Work instructions: Show the lines below where "messages" occurs.

Stored data entries:
===============
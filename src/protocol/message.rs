//! Request and response messages.

use std::fmt;
use std::net::SocketAddr;
use std::sync::Arc;
use std::time::{Duration, Instant};

use crate::error::CodecError;

use super::header::Header;
use super::message_type::MsgType;
use super::payload::Payload;

/// Builds a correctly correlated response for a request.
///
/// Dialects with their own correlation rules plug a different factory into
/// the messages they decode.
pub trait ResponseFactory: Send + Sync {
    fn create(&self, request: &Header, payload: Option<Payload>) -> ResponseMessage;
}

/// Pairs each request type with its response type and keeps the request's
/// compression selector.
#[derive(Debug, Default, Clone, Copy)]
pub struct DefaultResponseFactory;

impl ResponseFactory for DefaultResponseFactory {
    fn create(&self, request: &Header, payload: Option<Payload>) -> ResponseMessage {
        let msg_type = request
            .message_type()
            .map(MsgType::response_type)
            .unwrap_or(MsgType::BizResp);
        ResponseMessage {
            header: request.response(msg_type, request.compression, None),
            payload,
        }
    }
}

/// Inbound or outbound request.
#[derive(Clone)]
pub struct RequestMessage {
    pub header: Header,
    /// `None` for bodiless control requests.
    pub payload: Option<Payload>,
    /// When the frame finished decoding.
    pub received_at: Option<Instant>,
    /// Effective deadline once a transport default has been applied.
    pub timeout: Option<Duration>,
    pub remote_addr: Option<SocketAddr>,
    pub local_addr: Option<SocketAddr>,
    responder: Arc<dyn ResponseFactory>,
}

impl RequestMessage {
    pub fn new(header: Header, payload: Option<Payload>) -> Self {
        Self {
            header,
            payload,
            received_at: None,
            timeout: None,
            remote_addr: None,
            local_addr: None,
            responder: Arc::new(DefaultResponseFactory),
        }
    }

    pub fn with_responder(mut self, responder: Arc<dyn ResponseFactory>) -> Self {
        self.responder = responder;
        self
    }

    /// Factory used by [`response`](Self::response).
    pub fn responder(&self) -> &Arc<dyn ResponseFactory> {
        &self.responder
    }

    /// Build the response for this request.
    pub fn response(&self, payload: Option<Payload>) -> ResponseMessage {
        self.responder.create(&self.header, payload)
    }
}

impl fmt::Debug for RequestMessage {
    fn fmt(&self, f: &mut fmt::Formatter<'_>) -> fmt::Result {
        f.debug_struct("RequestMessage")
            .field("header", &self.header)
            .field("payload", &self.payload)
            .field("timeout", &self.timeout)
            .field("remote_addr", &self.remote_addr)
            .field("local_addr", &self.local_addr)
            .finish_non_exhaustive()
    }
}

#[derive(Debug, Clone)]
pub struct ResponseMessage {
    pub header: Header,
    pub payload: Option<Payload>,
}

impl ResponseMessage {
    pub fn new(header: Header, payload: Option<Payload>) -> Self {
        Self { header, payload }
    }
}

/// A message travelling through the codec.
#[derive(Debug, Clone)]
pub enum Message {
    Request(RequestMessage),
    Response(ResponseMessage),
}

impl Message {
    /// Classify by the header's type code.
    ///
    /// Unknown codes are a format error carrying the header.
    pub fn from_header(header: Header, payload: Option<Payload>) -> Result<Self, CodecError> {
        let msg_type = MsgType::try_from(header.msg_type).map_err(|e| e.with_header(&header))?;
        Ok(if msg_type.is_request() {
            Message::Request(RequestMessage::new(header, payload))
        } else {
            Message::Response(ResponseMessage::new(header, payload))
        })
    }

    pub fn request(header: Header, payload: impl Into<Option<Payload>>) -> Self {
        Message::Request(RequestMessage::new(header, payload.into()))
    }

    pub fn response(header: Header, payload: impl Into<Option<Payload>>) -> Self {
        Message::Response(ResponseMessage::new(header, payload.into()))
    }

    pub fn header(&self) -> &Header {
        match self {
            Message::Request(r) => &r.header,
            Message::Response(r) => &r.header,
        }
    }

    pub fn header_mut(&mut self) -> &mut Header {
        match self {
            Message::Request(r) => &mut r.header,
            Message::Response(r) => &mut r.header,
        }
    }

    pub fn payload(&self) -> Option<&Payload> {
        match self {
            Message::Request(r) => r.payload.as_ref(),
            Message::Response(r) => r.payload.as_ref(),
        }
    }

    pub fn into_payload(self) -> Option<Payload> {
        match self {
            Message::Request(r) => r.payload,
            Message::Response(r) => r.payload,
        }
    }

    #[inline]
    pub fn is_request(&self) -> bool {
        matches!(self, Message::Request(_))
    }

    #[inline]
    pub fn msg_id(&self) -> u32 {
        self.header().msg_id
    }

    pub fn msg_type(&self) -> Option<MsgType> {
        self.header().message_type()
    }
}

impl From<RequestMessage> for Message {
    fn from(r: RequestMessage) -> Self {
        Message::Request(r)
    }
}

impl From<ResponseMessage> for Message {
    fn from(r: ResponseMessage) -> Self {
        Message::Response(r)
    }
}

#[cfg(test)]
mod tests {
    use super::*;
    use crate::protocol::payload::ResponsePayload;

    #[test]
    fn test_classification() {
        let req = Message::from_header(Header::new(MsgType::HeartbeatReq, 1), None).unwrap();
        assert!(req.is_request());

        let resp = Message::from_header(Header::new(MsgType::HeartbeatResp, 1), None).unwrap();
        assert!(!resp.is_request());

        let err = Message::from_header(Header::with_raw_type(0x40, 9), None).unwrap_err();
        assert!(err.is_format());
        assert_eq!(err.header().map(|h| h.msg_id), Some(9));
    }

    #[test]
    fn test_default_response_factory() {
        let header = Header::new(MsgType::CallbackReq, 11)
            .with_session_id(3)
            .with_serialization(9)
            .with_compression(2);
        let req = RequestMessage::new(header, None);

        let resp = req.response(Some(ResponsePayload::ok(1).into()));
        assert_eq!(resp.header.message_type(), Some(MsgType::CallbackResp));
        assert_eq!(resp.header.msg_id, 11);
        assert_eq!(resp.header.session_id, 3);
        assert_eq!(resp.header.serialization, 9);
        assert_eq!(resp.header.compression, 2);
    }

    #[test]
    fn test_custom_responder() {
        struct AlwaysBiz;
        impl ResponseFactory for AlwaysBiz {
            fn create(&self, request: &Header, payload: Option<Payload>) -> ResponseMessage {
                ResponseMessage::new(request.response(MsgType::BizResp, 0, None), payload)
            }
        }

        let req = RequestMessage::new(Header::new(MsgType::HeartbeatReq, 5), None)
            .with_responder(Arc::new(AlwaysBiz));
        assert_eq!(req.response(None).header.message_type(), Some(MsgType::BizResp));
    }
}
===============
Solution to the exercise:
//! Request and response messages.
/// the messages they decode.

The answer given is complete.